On Monday, Feb 29, we attempted Foster Den #2.
This den was reported to us by U.S. Forest Service personnel via WDNR. A forester was out marking a timber sale and came across the den. She could hear cubs so we knew this den contained a nursing mom and a potential foster den. However, because this den is not part of any research study, we had no history whatsoever on the sow. If she was a small, first time mom, we would not place cubs with her.
If you read the previous blog regarding fostering bear cubs, you know that how many cubs the potential mom has is the most important information we need. You also read the only way to know for sure is to physically be in the den.
Because this den contained a bear not part of a research study, she would not already be being tranquilized to take measurements or do collar maintenance. We didn’t want to have to tranquilize her only to find out she had too many cubs and we wouldn’t be able to place ours with her.
We put our heads together to figure out a possible way to be able to see how many cubs she may have without having to tranquilize her. If she had too many cubs, we would just go on our merry way. If she only had a couple cubs, then we would tranquilize her, verify cub numbers and place the foster cubs if appropriate.
One of our volunteers, Tim, volunteered the use of his underwater camera he uses for fishing.
Wildlife rehabbers are a MacGyver-type lot so we jumped at the chance to give it a try.
The camera unit consists of a small camera on a 60’ wire cord and a monitor screen. We taped the camera on a telescoping pole like one may use for painting. Tim was cautioned the bear might crush the camera, but he was looking for an excuse to upgrade cameras anyway so the plan was made.
We took care of animals in care, made extra formula, got hot packs and the back-up inverter to keep it warm, loaded up cubs and our team and made the 1.5 hour trip to meet the USFS-WDNR team.
After a short briefing, Mark, Tim and Michelle, the forester who found the den, quietly headed to the den to check out the possibility of sliding a camera inside.
It was a perfect set-up.
Tim prepared the camera to safely go where it has never gone before. Duct tape is a necessary ingredient in any MacGyver tool kit.
Tim operated the camera monitor while Mark carefully slid the camera inside.
They were greeted with a big, black blob. It took five or so minutes to decipher what end of her was what.
Then we waited to see some activity.

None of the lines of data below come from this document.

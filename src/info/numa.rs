//! NUMA description: HMAT bandwidth per memory proximity domain and SRAT
//! affinity ranges.

use super::{InfoTable, TableWriter};

#[repr(C)]
#[derive(Clone, Copy, Debug, PartialEq, Eq)]
pub struct HmatDomain {
    pub proximity_domain: u32,
    pub read_bandwidth: u64,
    pub write_bandwidth: u64,
}

pub type HmatTable = InfoTable<(), HmatDomain>;
pub type HmatWriter<'a> = TableWriter<'a, (), HmatDomain>;

#[repr(u32)]
#[derive(Clone, Copy, Debug, PartialEq, Eq)]
pub enum SratNode {
    Memory,
    Gicc,
}

#[repr(C)]
#[derive(Clone, Copy, Debug, PartialEq, Eq)]
pub struct SratEntry {
    pub node: SratNode,
    pub proximity_domain: u32,
    pub flags: u32,
    pub base: u64,
    pub length: u64,
    pub processor_uid: u32,
}

pub type SratTable = InfoTable<(), SratEntry>;
pub type SratWriter<'a> = TableWriter<'a, (), SratEntry>;

impl SratTable {
    pub fn memory_ranges(&self) -> impl Iterator<Item = &SratEntry> + '_ {
        self.entries()
            .iter()
            .filter(|entry| entry.node == SratNode::Memory)
    }

    pub fn domain_of(&self, addr: u64) -> Option<u32> {
        self.memory_ranges()
            .find(|range| addr >= range.base && addr - range.base < range.length)
            .map(|range| range.proximity_domain)
    }
}

impl HmatTable {
    pub fn bandwidth(&self, proximity_domain: u32) -> Option<&HmatDomain> {
        self.entries()
            .iter()
            .find(|domain| domain.proximity_domain == proximity_domain)
    }
}
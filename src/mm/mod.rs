//! Memory for the info tables

pub mod allocator;

pub use allocator::{align_up, BumpAllocator, PAGE_SIZE};
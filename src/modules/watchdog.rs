//! Generic watchdog checks

use crate::coordinator::PeEnv;
use crate::peripherals::gic::{SPI_END, SPI_START};
use crate::peripherals::watchdog::{self, Watchdog};
use crate::test_case::TestCase;

const BASE: u32 = 300;

/// WS0 timeout programmed by the offset check.
const WS0_TIMEOUT_MS: u64 = 100;

pub const TESTS: &[TestCase] = &[
    TestCase::new(BASE + 1, "Check NS Watchdog Accessibility     ", "B_WD_01", ns_accessible),
    TestCase::new(BASE + 2, "Check Watchdog WS0 timeout          ", "B_WD_02", ws0_timeout),
];

fn ns_accessible(env: &PeEnv<'_>) {
    let watchdogs = env.tables().watchdog();
    if watchdogs.non_secure().next().is_none() {
        log::error!("no non-secure watchdog described");
        env.fail(1);
        return;
    }
    for (index, wd) in watchdogs.non_secure() {
        if wd.ctrl_base == 0 || wd.refresh_base == 0 {
            log::error!("watchdog {}: frame base missing", index);
            env.fail(2);
            return;
        }
        if !(SPI_START..=SPI_END).contains(&wd.gsiv) {
            log::error!("watchdog {}: interrupt {} is not an SPI", index, wd.gsiv);
            env.fail(3);
            return;
        }
        let revision = Watchdog::new(env.hw(), wd).arch_revision();
        log::debug!("watchdog {}: architecture revision {}", index, revision);
    }
    env.pass(1);
}

/// Programs WS0 on every non-secure watchdog and reads the offset back.
fn ws0_timeout(env: &PeEnv<'_>) {
    let watchdogs = env.tables().watchdog();
    if watchdogs.non_secure().next().is_none() {
        env.skip(1);
        return;
    }
    let frequency = watchdog::counter_frequency(env.tables().timer(), env.hw());
    let ticks = watchdog::timeout_ticks(frequency, WS0_TIMEOUT_MS);
    for (index, wd) in watchdogs.non_secure() {
        let wdog = Watchdog::new(env.hw(), wd);
        let programmed = wdog.set_ws0(ticks);
        let readback = wdog.offset();
        wdog.disable();
        if !programmed || readback != ticks {
            log::error!("watchdog {}: offset {:#x}, expected {:#x}", index, readback, ticks);
            env.fail(index as u32 + 1);
            return;
        }
    }
    env.pass(1);
}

And waited a little more.
Much as we hated to do it, we had to brush her with the camera to get her to move enough to hope to see cub activity.
And move she did- swatting the annoying camera! Fortunately, she did not break it.
Shortly after the first cub activity was seen from behind her.
Then another come up from under her. For sure three cubs, probably four, but the last one was hard to decipher on the camera monitor.
We had seen enough to not need to pester her any more. Our cubs were making the hour and half ride back with us. Even though the foster attempt was a “failure”, all involved were jubilant we could get this information being minimally invasive to the potential foster mom. No unnecessary tranquilization. No risk to mom or cubs. Definitely risk to camera equipment and some risk to humans, but certainly considered a success from a den investigation standpoint.
Don’t be surprised if this equipment appears on our Amazon Wishlist!
Which brings up a valid point. This type of equipment is becoming more popular and prevalent as electronics improve and prices decrease. We’ve heard of people using their “fish cameras” for many things besides finding fish. Trappers use them to find entrances to beaver lodges to better place their traps, etc.
Going out on your own and doing what we did with this den would be considered harassing wildlife. You would be issued a ticket by the warden. The fine would range from $303.00 – $2152.50.